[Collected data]

// src/services/openai.rs
use crate::services::settings::SettingsService;
use reqwest::Client;
use serde::{Deserialize, Serialize};
use std::sync::Arc;
use tracing::{debug, error, info, warn};

#[derive(Debug, thiserror::Error)]
pub enum OpenAIError {
    #[error("API key not configured")]
    NotConfigured,

    #[error("API request failed: {0}")]
    RequestFailed(String),

    #[error("Invalid response: {0}")]
    InvalidResponse(String),

    #[error("Rate limit exceeded")]
    RateLimitExceeded,

    #[error("Settings error: {0}")]
    SettingsError(String),
}

#[derive(Debug, Clone)]
pub struct OpenAiConfig {
    pub api_key: String,
    pub base_url: String,
    pub model: String,
}

#[derive(Debug, Serialize)]
struct ChatCompletionRequest {
    model: String,
    messages: Vec<ChatMessage>,
    temperature: f32,
    max_tokens: u32,
}

#[derive(Debug, Clone, Serialize, Deserialize)]
struct ChatMessage {
    role: String,
    content: String,
}

#[derive(Debug, Deserialize)]
struct ChatCompletionResponse {
    #[serde(default)]
    choices: Vec<ChatChoice>,
    usage: Option<Usage>,
}

#[derive(Debug, Deserialize)]
struct ChatChoice {
    message: ChatMessage,
}

#[derive(Debug, Deserialize)]
struct Usage {
    total_tokens: u32,
}

/// Chat-completion client for the hosted language model
///
/// Constructed once at startup and injected through `AppState`. Every failure
/// mode (missing key, network error, rate limit, malformed reply) surfaces as
/// an `OpenAIError`; pipeline consumers treat all of them uniformly by
/// switching to their deterministic fallback.
#[derive(Debug)]
pub struct OpenAiService {
    settings_service: Arc<SettingsService>,
    client: Client,
}

impl OpenAiService {
    /// Takes the shared HTTP client built at startup; the caller owns
    /// timeout and proxy policy
    pub fn new(settings_service: Arc<SettingsService>, client: Client) -> Self {
        Self {
            settings_service,
            client,
        }
    }

    /// Get OpenAI configuration from settings
    pub async fn get_config(&self) -> Result<OpenAiConfig, OpenAIError> {
        let api_key = self
            .settings_service
            .get_setting("openai_api_key")
            .await
            .map_err(|e| OpenAIError::SettingsError(e.to_string()))?
            .ok_or(OpenAIError::NotConfigured)?;

        let base_url = self
            .settings_service
            .get_setting("openai_base_url")
            .await
            .map_err(|e| OpenAIError::SettingsError(e.to_string()))?
            .unwrap_or_else(|| "https://api.openai.com".to_string());

        let model = self
            .settings_service
            .get_setting("openai_model")
            .await
            .map_err(|e| OpenAIError::SettingsError(e.to_string()))?
            .unwrap_or_else(|| "gpt-4o-mini".to_string());

        Ok(OpenAiConfig {
            api_key,
            base_url,
            model,
        })
    }

    /// Run a single chat completion and return the reply text
    pub async fn complete(
        &self,
        system_prompt: &str,
        user_prompt: &str,
        temperature: f32,
        max_tokens: u32,
    ) -> Result<String, OpenAIError> {
        let config = self.get_config().await?;

        let request = ChatCompletionRequest {
            model: config.model.clone(),
            messages: vec![
                ChatMessage {
                    role: "system".to_string(),
                    content: system_prompt.to_string(),
                },
                ChatMessage {
                    role: "user".to_string(),
                    content: user_prompt.to_string(),
                },
            ],
            temperature,
            max_tokens,
        };

        debug!(
            model = %config.model,
            temperature = temperature,
            max_tokens = max_tokens,
            "Sending chat completion request"
        );

        let response = self.make_request_with_retry(&config, request).await?;

        let reply = response
            .choices
            .first()
            .ok_or_else(|| OpenAIError::InvalidResponse("No choices in response".to_string()))?
            .message
            .content
            .clone();

        if reply.trim().is_empty() {
            return Err(OpenAIError::InvalidResponse(
                "Empty completion content".to_string(),
            ));
        }

        if let Some(usage) = response.usage {
            info!(
                model = %config.model,
                tokens_used = usage.total_tokens,
                "Chat completion finished"
            );
        }

        Ok(reply)
    }

    /// Make API request with bounded retry before the error escapes to the
    /// consumer's fallback path
    async fn make_request_with_retry(
        &self,
        config: &OpenAiConfig,
        request: ChatCompletionRequest,
    ) -> Result<ChatCompletionResponse, OpenAIError> {
        let max_retries = 3;
        let mut last_error = None;

        for attempt in 1..=max_retries {
            match self.make_request(config, &request).await {
                Ok(response) => return Ok(response),
                Err(e) => {
                    warn!(
                        attempt = attempt,
                        max_retries = max_retries,
                        error = %e,
                        "OpenAI API request failed, retrying..."
                    );
                    last_error = Some(e);

                    // Exponential backoff
                    if attempt < max_retries {
                        let delay = std::time::Duration::from_millis(1000 * 2_u64.pow(attempt - 1));
                        tokio::time::sleep(delay).await;
                    }
                }
            }
        }

        Err(last_error.unwrap_or_else(|| OpenAIError::RequestFailed("Unknown error".to_string())))
    }

    /// Make a single API request
    async fn make_request(
        &self,
        config: &OpenAiConfig,
        request: &ChatCompletionRequest,
    ) -> Result<ChatCompletionResponse, OpenAIError> {
        let url = format!(
            "{}/v1/chat/completions",
            config.base_url.trim_end_matches('/')
        );

        let response = self
            .client
            .post(&url)
            .header("Authorization", format!("Bearer {}", config.api_key))
            .header("Content-Type", "application/json")
            .json(request)
            .send()
            .await
            .map_err(|e| OpenAIError::RequestFailed(e.to_string()))?;

        let status = response.status();

        if status == reqwest::StatusCode::TOO_MANY_REQUESTS {
            return Err(OpenAIError::RateLimitExceeded);
        }

        if !status.is_success() {
            let error_text = response
                .text()
                .await
                .unwrap_or_else(|_| "Unknown error".to_string());
            error!(status = %status, error = %error_text, "OpenAI API request failed");
            return Err(OpenAIError::RequestFailed(format!(
                "HTTP {}: {}",
                status, error_text
            )));
        }

        response
            .json::<ChatCompletionResponse>()
            .await
            .map_err(|e| OpenAIError::InvalidResponse(e.to_string()))
    }
}

#[cfg(test)]
mod tests {
    use super::*;
    use sqlx::sqlite::SqlitePoolOptions;

    #[tokio::test]
    async fn test_constructed_with_shared_client() {
        // The service takes the startup client instead of building its own
        let pool = SqlitePoolOptions::new()
            .connect_lazy("sqlite::memory:")
            .unwrap();
        let settings = Arc::new(SettingsService::new(pool));
        let client = Client::builder()
            .timeout(std::time::Duration::from_secs(60))
            .build()
            .unwrap();
        let _service = OpenAiService::new(settings, client);
    }

    #[test]
    fn test_request_serialization_shape() {
        let request = ChatCompletionRequest {
            model: "gpt-4o-mini".to_string(),
            messages: vec![
                ChatMessage {
                    role: "system".to_string(),
                    content: "be terse".to_string(),
                },
                ChatMessage {
                    role: "user".to_string(),
                    content: "hello".to_string(),
                },
            ],
            temperature: 0.2,
            max_tokens: 3000,
        };

        let value = serde_json::to_value(&request).unwrap();
        assert_eq!(value["model"], "gpt-4o-mini");
        assert_eq!(value["messages"][0]["role"], "system");
        assert_eq!(value["messages"][1]["content"], "hello");
        assert_eq!(value["max_tokens"], 3000);
    }

    #[test]
    fn test_response_parsing() {
        let raw = r#"{
            "id": "chatcmpl-1",
            "choices": [{"message": {"role": "assistant", "content": "{}"}, "finish_reason": "stop"}],
            "usage": {"prompt_tokens": 10, "completion_tokens": 2, "total_tokens": 12}
        }"#;
        let parsed: ChatCompletionResponse = serde_json::from_str(raw).unwrap();
        assert_eq!(parsed.choices.len(), 1);
        assert_eq!(parsed.choices[0].message.content, "{}");
        assert_eq!(parsed.usage.unwrap().total_tokens, 12);
    }
}
// Common validation types and traits

#[derive(Debug)]
pub struct ValidationError {
    pub field: String,
    pub message: String,
}

#[derive(Debug)]
pub struct ValidationResult {
    pub is_valid: bool,
    pub errors: Vec<ValidationError>,
}

impl ValidationResult {
    pub fn new() -> Self {
        Self {
            is_valid: true,
            errors: Vec::new(),
        }
    }

    pub fn add_error(&mut self, field: &str, message: &str) {
        self.is_valid = false;
        self.errors.push(ValidationError {
            field: field.to_string(),
            message: message.to_string(),
        });
    }
}

impl Default for ValidationResult {
    fn default() -> Self {
        Self::new()
    }
}

pub trait Validator<T> {
    fn validate(&self, data: &T) -> ValidationResult;
}
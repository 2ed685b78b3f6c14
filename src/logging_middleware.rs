// src/logging_middleware.rs
//! Middleware for logging request and response bodies in debug mode

use axum::body::to_bytes;
use axum::{
    body::Body, extract::Request, http::header, http::StatusCode, middleware::Next,
    response::Response,
};
use tracing::debug;

const MAX_LOGGED_BODY: usize = 4096;

fn is_multipart(request: &Request) -> bool {
    request
        .headers()
        .get(header::CONTENT_TYPE)
        .and_then(|value| value.to_str().ok())
        .map(|value| value.starts_with("multipart/form-data"))
        .unwrap_or(false)
}

fn log_body(label: &str, context: &str, bytes: &[u8]) {
    if bytes.is_empty() {
        return;
    }
    if let Ok(body_str) = std::str::from_utf8(bytes) {
        let preview: String = body_str.chars().take(MAX_LOGGED_BODY).collect();
        if let Ok(json) = serde_json::from_str::<serde_json::Value>(&preview) {
            debug!(
                context = %context,
                body = %serde_json::to_string_pretty(&json).unwrap_or(preview),
                "{}", label
            );
        } else {
            debug!(context = %context, body = %preview, "{}", label);
        }
    }
}

/// Log request and response bodies in debug mode
///
/// Multipart upload bodies are passed through untouched; buffering a
/// multi-megabyte document just to log it is pointless and the bytes are not
/// text anyway.
pub async fn log_request_response(request: Request, next: Next) -> Result<Response, StatusCode> {
    if is_multipart(&request) {
        let context = format!("{} {}", request.method(), request.uri());
        debug!(context = %context, "Multipart request (body not logged)");
        return Ok(next.run(request).await);
    }

    let (parts, body) = request.into_parts();
    let bytes = to_bytes(body, usize::MAX)
        .await
        .map_err(|_| StatusCode::INTERNAL_SERVER_ERROR)?;

    let context = format!("{} {}", parts.method, parts.uri);
    log_body("Request", &context, &bytes);

    let request = Request::from_parts(parts, Body::from(bytes));
    let response = next.run(request).await;

    let (parts, body) = response.into_parts();
    let bytes = to_bytes(body, usize::MAX)
        .await
        .map_err(|_| StatusCode::INTERNAL_SERVER_ERROR)?;

    let context = parts.status.to_string();
    log_body("Response", &context, &bytes);

    Ok(Response::from_parts(parts, Body::from(bytes)))
}
#[cfg(test)]
mod tests {
    use std::sync::Arc;

    use serde_json::json;

    use super::*;
    use crate::testing::MockUpstream;

    fn raw_span(service: &str, start: u64, duration: u64) -> Value {
        json!({
            "traceId": "t-1",
            "spanId": format!("{service}-{start}"),
            "operationName": format!("{service}.handle"),
            "serviceName": service,
            "startTime": start,
            "duration": duration
        })
    }

    #[test]
    fn aggregates_services_and_timing() {
        let trace = assemble_trace(&json!({
            "traceId": "t-1",
            "spans": [raw_span("frontend", 1_000_000, 150), raw_span("checkout", 1_000_010, 50)]
        }));

        assert_eq!(trace.services, vec!["frontend", "checkout"]);
        assert_eq!(trace.start_time, 1_000_000.0);
        assert_eq!(trace.duration, 150.0);
        assert_eq!(trace.operation_name.as_deref(), Some("frontend.handle"));
    }

    #[test]
    fn duration_spans_latest_end_time() {
        let trace = assemble_trace(&json!({
            "spans": [raw_span("frontend", 1_000_000, 10), raw_span("checkout", 1_000_010, 50)]
        }));

        assert_eq!(trace.duration, 60.0);
        assert_eq!(trace.trace_id, "t-1");
    }

    #[test]
    fn deduplicates_services_in_first_seen_order() {
        let trace = assemble_trace(&json!({
            "spans": [
                raw_span("b", 1, 1),
                raw_span("a", 2, 1),
                raw_span("b", 3, 1)
            ]
        }));
        assert_eq!(trace.services, vec!["b", "a"]);
    }

    #[test]
    fn empty_trace_has_non_finite_timing() {
        let trace = assemble_trace(&json!({"traceId": "empty", "spans": []}));

        assert!(trace.is_empty());
        assert!(trace.start_time.is_infinite() && trace.start_time > 0.0);
        assert!(trace.duration.is_infinite() && trace.duration < 0.0);
        assert!(trace.operation_name.is_none());
        let rendered = serde_json::to_value(&trace).expect("trace serializes");
        assert!(rendered["startTime"].is_null());
    }

    #[test]
    fn span_defaults_apply() {
        let span = normalize_span(&json!({
            "spanId": "s",
            "logs": [{"fields": {"event": "retry"}}, {"timestamp": 5}]
        }));

        assert_eq!(span.start_time, 0.0);
        assert_eq!(span.duration, 0.0);
        assert!(span.tags.is_empty());
        assert_eq!(span.status, SpanStatus::Unset);
        assert!(span.error_message.is_none());
        let logs = span.logs.expect("logs present");
        assert_eq!(logs[0].timestamp, 0.0);
        assert_eq!(logs[0].fields["event"], "retry");
        assert!(logs[1].fields.is_empty());
    }

    #[test]
    fn tolerates_dangling_parent_and_cycles() {
        let trace = assemble_trace(&json!({
            "spans": [
                {"spanId": "a", "parentSpanId": "b", "serviceName": "x", "status": "ERROR"},
                {"spanId": "b", "parentSpanId": "a", "serviceName": "x"},
                {"spanId": "c", "parentSpanId": "missing", "serviceName": "y", "status": "ok"}
            ]
        }));

        assert_eq!(trace.spans.len(), 3);
        assert_eq!(trace.spans[0].status, SpanStatus::Error);
        assert_eq!(trace.spans[2].status, SpanStatus::Ok);
        assert_eq!(trace.spans[2].parent_span_id.as_deref(), Some("missing"));
    }

    #[test]
    fn criteria_include_only_provided_fields() {
        let body = build_trace_criteria(&TraceFilter {
            service: Some("checkout".to_string()),
            error: Some(false),
            ..TraceFilter::default()
        });

        assert_eq!(
            body,
            json!({"service": "checkout", "error": false, "limit": 100, "offset": 0})
        );
    }

    #[test]
    fn criteria_carry_full_filter() {
        let body = build_trace_criteria(&TraceFilter {
            service: Some("checkout".to_string()),
            operation: Some("POST /pay".to_string()),
            tags: Some(HashMap::from([("env".to_string(), "prod".to_string())])),
            min_duration: Some(1_000),
            max_duration: Some(9_000),
            error: Some(true),
            start_time: Some(1),
            end_time: Some(2),
            limit: Some(5),
            offset: Some(10),
        });

        assert_eq!(body["tags"]["env"], "prod");
        assert_eq!(body["minDuration"], 1_000);
        assert_eq!(body["maxDuration"], 9_000);
        assert_eq!(body["startTime"], 1);
        assert_eq!(body["endTime"], 2);
        assert_eq!(body["limit"], 5);
        assert_eq!(body["offset"], 10);
    }

    #[test]
    fn metrics_path_depends_on_operation() {
        assert_eq!(
            metrics_path("checkout", None, MetricKind::Latency),
            "/v2/apm/services/checkout/metrics/latency"
        );
        assert_eq!(
            metrics_path("checkout", Some("pay"), MetricKind::Errors),
            "/v2/apm/services/checkout/operations/pay/metrics/errors"
        );
        assert_eq!(
            metrics_path("checkout", Some("GET /api/cart"), MetricKind::Latency),
            "/v2/apm/services/checkout/operations/GET%20%2Fapi%2Fcart/metrics/latency"
        );
    }

    #[test]
    fn metrics_default_to_zero() {
        let latency = normalize_latency(&json!({"p99": "120.5", "p50": null}), "svc", None);
        assert_eq!(latency.p99, 120.5);
        assert_eq!(latency.p50, 0.0);
        assert_eq!(latency.count, 0);

        let errors = normalize_errors(&json!({"errorCount": 3}), "svc", Some("op"));
        assert_eq!(errors.error_count, 3);
        assert_eq!(errors.total_count, 0);
        assert!(errors.error_types.is_empty());
        assert_eq!(errors.operation.as_deref(), Some("op"));
    }

    #[test]
    fn name_lists_accept_wrapped_and_bare_shapes() {
        assert_eq!(
            name_list(&json!({"services": ["a", {"name": "b"}]}), "services"),
            vec!["a", "b"]
        );
        assert_eq!(name_list(&json!(["x"]), "services"), vec!["x"]);
        assert!(name_list(&json!({}), "services").is_empty());
    }

    #[tokio::test]
    async fn search_traces_posts_criteria_and_assembles() {
        let mock = Arc::new(MockUpstream::default().with_json(
            "/v2/apm/traces/search",
            json!({"traces": [{"traceId": "t-1", "spans": [raw_span("frontend", 10, 5)]}]}),
        ));
        let service = ApmService::new(mock.clone());

        let traces = service
            .search_traces(&TraceFilter::default(), &CancellationToken::new())
            .await
            .expect("search succeeds");

        assert_eq!(traces.len(), 1);
        assert_eq!(traces[0].duration, 5.0);
        let calls = mock.calls();
        assert_eq!(calls[0].1[0].1, json!({"limit": 100, "offset": 0}).to_string());
    }

    #[tokio::test]
    async fn operation_scoped_metrics_use_operation_path() {
        let mock = Arc::new(MockUpstream::default().with_json(
            "/v2/apm/services/checkout/operations/pay/metrics/errors",
            json!({"errorCount": "2", "totalCount": "10", "errorRate": 0.2, "errorTypes": {"500": 2}}),
        ));
        let service = ApmService::new(mock);

        let metrics = service
            .get_error_metrics("checkout", Some("pay"), &CancellationToken::new())
            .await
            .expect("metrics succeed");

        assert_eq!(metrics.error_count, 2);
        assert_eq!(metrics.total_count, 10);
        assert_eq!(metrics.error_types["500"], 2);
    }

    #[tokio::test]
    async fn trace_details_keep_requested_id_when_payload_lacks_one() {
        let mock = Arc::new(MockUpstream::default().with_json(
            "/v2/apm/traces/t-9",
            json!({"spans": [{"spanId": "s1", "operationName": "GET /", "serviceName": "web"}]}),
        ));
        let service = ApmService::new(mock);

        let trace = service
            .get_trace_details("t-9", &CancellationToken::new())
            .await
            .expect("trace details");

        assert_eq!(trace.trace_id, "t-9");
        assert_eq!(trace.services, vec!["web"]);
        assert_eq!(trace.operation_name.as_deref(), Some("GET /"));
    }
}
//! Model Context Protocol (MCP) server handling and JSON-RPC implementations
//!
//! Provides protocol-level specifics surrounding JSON-RPC validation, negotiation, formatting,
//! routing, and the newline-delimited stdio transport.

pub mod rpc;
pub mod server;
pub mod stdio;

(Task instructions):
Please give back the records exactly as written, beginning at the first line and including the line that holds "them uniformly by" as the last.

(Exercise response):
// src/services/openai.rs
use crate::services::settings::SettingsService;
use reqwest::Client;
use serde::{Deserialize, Serialize};
use std::sync::Arc;
use tracing::{debug, error, info, warn};

#[derive(Debug, thiserror::Error)]
pub enum OpenAIError {
    #[error("API key not configured")]
    NotConfigured,

    #[error("API request failed: {0}")]
    RequestFailed(String),

    #[error("Invalid response: {0}")]
    InvalidResponse(String),

    #[error("Rate limit exceeded")]
    RateLimitExceeded,

    #[error("Settings error: {0}")]
    SettingsError(String),
}

#[derive(Debug, Clone)]
pub struct OpenAiConfig {
    pub api_key: String,
    pub base_url: String,
    pub model: String,
}

#[derive(Debug, Serialize)]
struct ChatCompletionRequest {
    model: String,
    messages: Vec<ChatMessage>,
    temperature: f32,
    max_tokens: u32,
}

#[derive(Debug, Clone, Serialize, Deserialize)]
struct ChatMessage {
    role: String,
    content: String,
}

#[derive(Debug, Deserialize)]
struct ChatCompletionResponse {
    #[serde(default)]
    choices: Vec<ChatChoice>,
    usage: Option<Usage>,
}

#[derive(Debug, Deserialize)]
struct ChatChoice {
    message: ChatMessage,
}

#[derive(Debug, Deserialize)]
struct Usage {
    total_tokens: u32,
}

/// Chat-completion client for the hosted language model
///
/// Constructed once at startup and injected through `AppState`. Every failure
/// mode (missing key, network error, rate limit, malformed reply) surfaces as
/// an `OpenAIError`; pipeline consumers treat all of them uniformly by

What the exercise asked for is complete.